There is a type of woman that does possess the mental toughness, the singlemindedness and the ability to compentmentalise necessary to enter, and then get out of what is a peculiarly dangerous occupation. Such women (and indeed men) have always existed, and tend to end up famous and rich. The "fuck lit" of the Belle de Jour variety, which feminists deplore, is only a modern twist on a very ancient phenomeon. The Greeks understood it, making a distinction between "2 obol girls", who were literally slaves, and high-class hetairai who were just about the only women in Athens able to live independent lives. The 18th century understood it: Georgean London had sexual squalor as bad as anything today, yet some courtesans ended up as duchesses.

To pretend that different levels of prostitution do not exist is a peculiarly modern piece of wishful thinking. It reminds me of the bishop's wife confronted with Darwin's theory of evolution. "I pray it isn't true; but if it is, I pray it does not become widely believed."
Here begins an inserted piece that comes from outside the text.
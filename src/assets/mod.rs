pub(crate) mod decode;
pub(crate) mod media;
pub(crate) mod probe;
pub(crate) mod provider;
The logical conundrum faced by anti-prostitution feminists is that, supposing the premisses of 1) equal rights and 2) informed choice, it must be at least conceptually possible that some women will choose prostitution, not out of desperation, but because they actually find it preferable to the alternatives (which include, for example, graduating with a huge student debt, or being unable to get on the property ladder). The fact that the choice is, by and large, unavailable to men does not ipso facto mean that it is a bad one. It might just as logically be the case that women are peculiarly fortunate in having the option. Yet this goes against the dogma that prostitution is a form of exploitation, in which male economic power is exercised over female "victims". This is, of course, an argument about society rather than one about prostitution. Apart from anything else, while on average women still earn less than men, there are plenty of rich women..

This, I think, is why traditional feminists wish to assert that Belle de Jour represents merely a "fantasy", despite the incontrovertible evidence that that side of prostitution does exist. Rather than concentrate on the abuses, they prefer to deny any complexity, any hierarchy, any nuance. Because to acknowledge the nuances in the situation would bring them up against the logical incoherence of their feminist position. Much more than prostitution is at stake.
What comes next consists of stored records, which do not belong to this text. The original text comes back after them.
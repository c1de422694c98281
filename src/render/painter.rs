//! Per-frame rasterization on the CPU with `vello_cpu`.
//!
//! A frame is a background fill, at most one visual (still image or decoded clip frame) under a
//! motion transform, an optional black dip for transitions, then text overlays.

use std::collections::HashMap;
use std::sync::Arc;

use crate::assets::decode::PreparedImage;
use crate::foundation::core::{Affine, Canvas};
use crate::foundation::error::{ReelError, ReelResult};
use crate::text::overlay::TextOverlay;

/// Cached image paints kept alive across frames.
const IMAGE_CACHE_CAPACITY: usize = 16;

#[derive(Clone, Debug)]
/// CPU-readable RGBA8 frame.
pub struct FrameRGBA {
    pub width: u32,
    pub height: u32,
    /// Row-major RGBA8 bytes.
    pub data: Vec<u8>,
    /// Whether `data` is premultiplied alpha.
    pub premultiplied: bool,
}

/// Everything drawn into one frame, bottom to top.
#[derive(Default)]
pub struct FrameLayers<'a> {
    /// Visual and the affine mapping its pixels onto the canvas.
    pub visual: Option<(&'a PreparedImage, Affine)>,
    /// Black overlay opacity in `[0, 1]`.
    pub dip: f32,
    /// Text blocks with their opacity.
    pub overlays: Vec<(&'a TextOverlay, f32)>,
}

struct ImagePaint {
    // Holds the pixel buffer so the pointer key stays unique while cached.
    _source: Arc<Vec<u8>>,
    paint: vello_cpu::Image,
}

/// Reusable frame rasterizer for one canvas size.
pub struct FramePainter {
    canvas: Canvas,
    width: u16,
    height: u16,
    background: [u8; 4],
    ctx: vello_cpu::RenderContext,
    image_cache: HashMap<usize, ImagePaint>,
}

impl FramePainter {
    pub fn new(canvas: Canvas, background_rgba8: [u8; 4]) -> ReelResult<Self> {
        let width: u16 = canvas
            .width
            .try_into()
            .map_err(|_| ReelError::validation("canvas width exceeds u16"))?;
        let height: u16 = canvas
            .height
            .try_into()
            .map_err(|_| ReelError::validation("canvas height exceeds u16"))?;
        if width == 0 || height == 0 {
            return Err(ReelError::validation("canvas must be non-empty"));
        }
        Ok(Self {
            canvas,
            width,
            height,
            background: background_rgba8,
            ctx: vello_cpu::RenderContext::new(width, height),
            image_cache: HashMap::new(),
        })
    }

    pub fn canvas(&self) -> Canvas {
        self.canvas
    }

    /// Rasterize `layers` into a premultiplied frame.
    pub fn paint(&mut self, layers: &FrameLayers<'_>) -> ReelResult<FrameRGBA> {
        let full = vello_cpu::kurbo::Rect::new(
            0.0,
            0.0,
            f64::from(self.width),
            f64::from(self.height),
        );
        let visual_paint = layers
            .visual
            .map(|(img, affine)| Ok::<_, ReelError>((self.image_paint_for(img)?, img, affine)))
            .transpose()?;
        let overlay_paints = layers
            .overlays
            .iter()
            .filter(|(_, opacity)| *opacity > 0.0)
            .map(|(o, opacity)| Ok((self.image_paint_for(&o.image)?, *o, *opacity)))
            .collect::<ReelResult<Vec<_>>>()?;

        let ctx = &mut self.ctx;
        ctx.reset();
        ctx.set_paint_transform(vello_cpu::kurbo::Affine::IDENTITY);

        let [r, g, b, a] = self.background;
        ctx.set_transform(vello_cpu::kurbo::Affine::IDENTITY);
        ctx.set_paint(vello_cpu::peniko::Color::from_rgba8(r, g, b, a));
        ctx.fill_rect(&full);

        if let Some((paint, img, affine)) = visual_paint {
            ctx.set_transform(affine_to_cpu(affine));
            ctx.set_paint(paint);
            ctx.fill_rect(&vello_cpu::kurbo::Rect::new(
                0.0,
                0.0,
                f64::from(img.width),
                f64::from(img.height),
            ));
        }

        let dip = layers.dip.clamp(0.0, 1.0);
        if dip > 0.0 {
            ctx.set_transform(vello_cpu::kurbo::Affine::IDENTITY);
            ctx.set_paint(vello_cpu::peniko::Color::from_rgba8(
                0,
                0,
                0,
                (dip * 255.0).round() as u8,
            ));
            ctx.fill_rect(&full);
        }

        for (paint, overlay, opacity) in overlay_paints {
            ctx.set_transform(vello_cpu::kurbo::Affine::translate((
                overlay.origin.x,
                overlay.origin.y,
            )));
            ctx.set_paint(paint);
            let partial = opacity < 1.0;
            if partial {
                ctx.push_opacity_layer(opacity.clamp(0.0, 1.0));
            }
            ctx.fill_rect(&vello_cpu::kurbo::Rect::new(
                0.0,
                0.0,
                f64::from(overlay.image.width),
                f64::from(overlay.image.height),
            ));
            if partial {
                ctx.pop_layer();
            }
        }

        ctx.flush();
        let mut pixmap = vello_cpu::Pixmap::new(self.width, self.height);
        ctx.render_to_pixmap(&mut pixmap);

        Ok(FrameRGBA {
            width: self.canvas.width,
            height: self.canvas.height,
            data: pixmap.data_as_u8_slice().to_vec(),
            premultiplied: true,
        })
    }

    fn image_paint_for(&mut self, img: &PreparedImage) -> ReelResult<vello_cpu::Image> {
        let key = Arc::as_ptr(&img.rgba8_premul) as usize;
        if let Some(p) = self.image_cache.get(&key) {
            return Ok(p.paint.clone());
        }
        if self.image_cache.len() >= IMAGE_CACHE_CAPACITY {
            self.image_cache.clear();
        }
        let pixmap = pixmap_from_premul_bytes(&img.rgba8_premul, img.width, img.height)?;
        let paint = vello_cpu::Image {
            image: vello_cpu::ImageSource::Pixmap(Arc::new(pixmap)),
            sampler: vello_cpu::peniko::ImageSampler::default(),
        };
        self.image_cache.insert(
            key,
            ImagePaint {
                _source: img.rgba8_premul.clone(),
                paint: paint.clone(),
            },
        );
        Ok(paint)
    }
}

fn affine_to_cpu(a: Affine) -> vello_cpu::kurbo::Affine {
    vello_cpu::kurbo::Affine::new(a.as_coeffs())
}

fn pixmap_from_premul_bytes(
    rgba8_premul: &[u8],
    width: u32,
    height: u32,
) -> ReelResult<vello_cpu::Pixmap> {
    let w: u16 = width
        .try_into()
        .map_err(|_| ReelError::validation("image width exceeds u16"))?;
    let h: u16 = height
        .try_into()
        .map_err(|_| ReelError::validation("image height exceeds u16"))?;
    if rgba8_premul.len() != width as usize * height as usize * 4 {
        return Err(ReelError::validation("prepared image byte length mismatch"));
    }

    let mut may_have_opacities = false;
    let mut pixels = Vec::with_capacity(width as usize * height as usize);
    for px in rgba8_premul.chunks_exact(4) {
        let a = px[3];
        may_have_opacities |= a != 255;
        pixels.push(vello_cpu::peniko::color::PremulRgba8 {
            r: px[0],
            g: px[1],
            b: px[2],
            a,
        });
    }

    Ok(vello_cpu::Pixmap::from_parts_with_opacity(
        pixels,
        w,
        h,
        may_have_opacities,
    ))
}

#[cfg(test)]
#[path = "../../tests/unit/render/painter.rs"]
mod tests;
There's a word I'm looking for, but I don't find it, so I'll have to make it up. Pornophobia: a fear of and aversion from prostitution and other manifestations of the sex industry. Arguments such as we're hearing on this thread may lay claim to a grounding in evidence and logic, but at base they're pornophobic. It is a phenomenon which should be very interesting to anthropologists.

A point I made earlier concerned the limited sexual options available to many women in the third world. In some places, the main fate of most women will be an "arranged" marriage in which she is effectively sold by her family in a transaction only linguistically separable from prostitution. Rape and abuse within marriage are commonplace in such situations. Prostitutes, with their relative independence and freedom, have been objects of envy, as well as of fear and superstition, in many societies. Their position is a liminal one, simultaneously inside and outside of society. Thus they threaten the social order which they simultaneously (by "mopping up" excess male sexuality) help to maintain.

They also parodise sexual relations in an often uncomfortable manner. To the woman whose respectable marriage was based on property transactions and social duty, and not on emotion, and who may be having a miserable and abusive relationship, the prostitute seems to mock her: for how does her marriage differ? The answer is to look upon the prostitute as a degraded and fallen creature, a victim to be pitied and simultaneously shunned. Pornophobia thus becomes a psychological survival strategy.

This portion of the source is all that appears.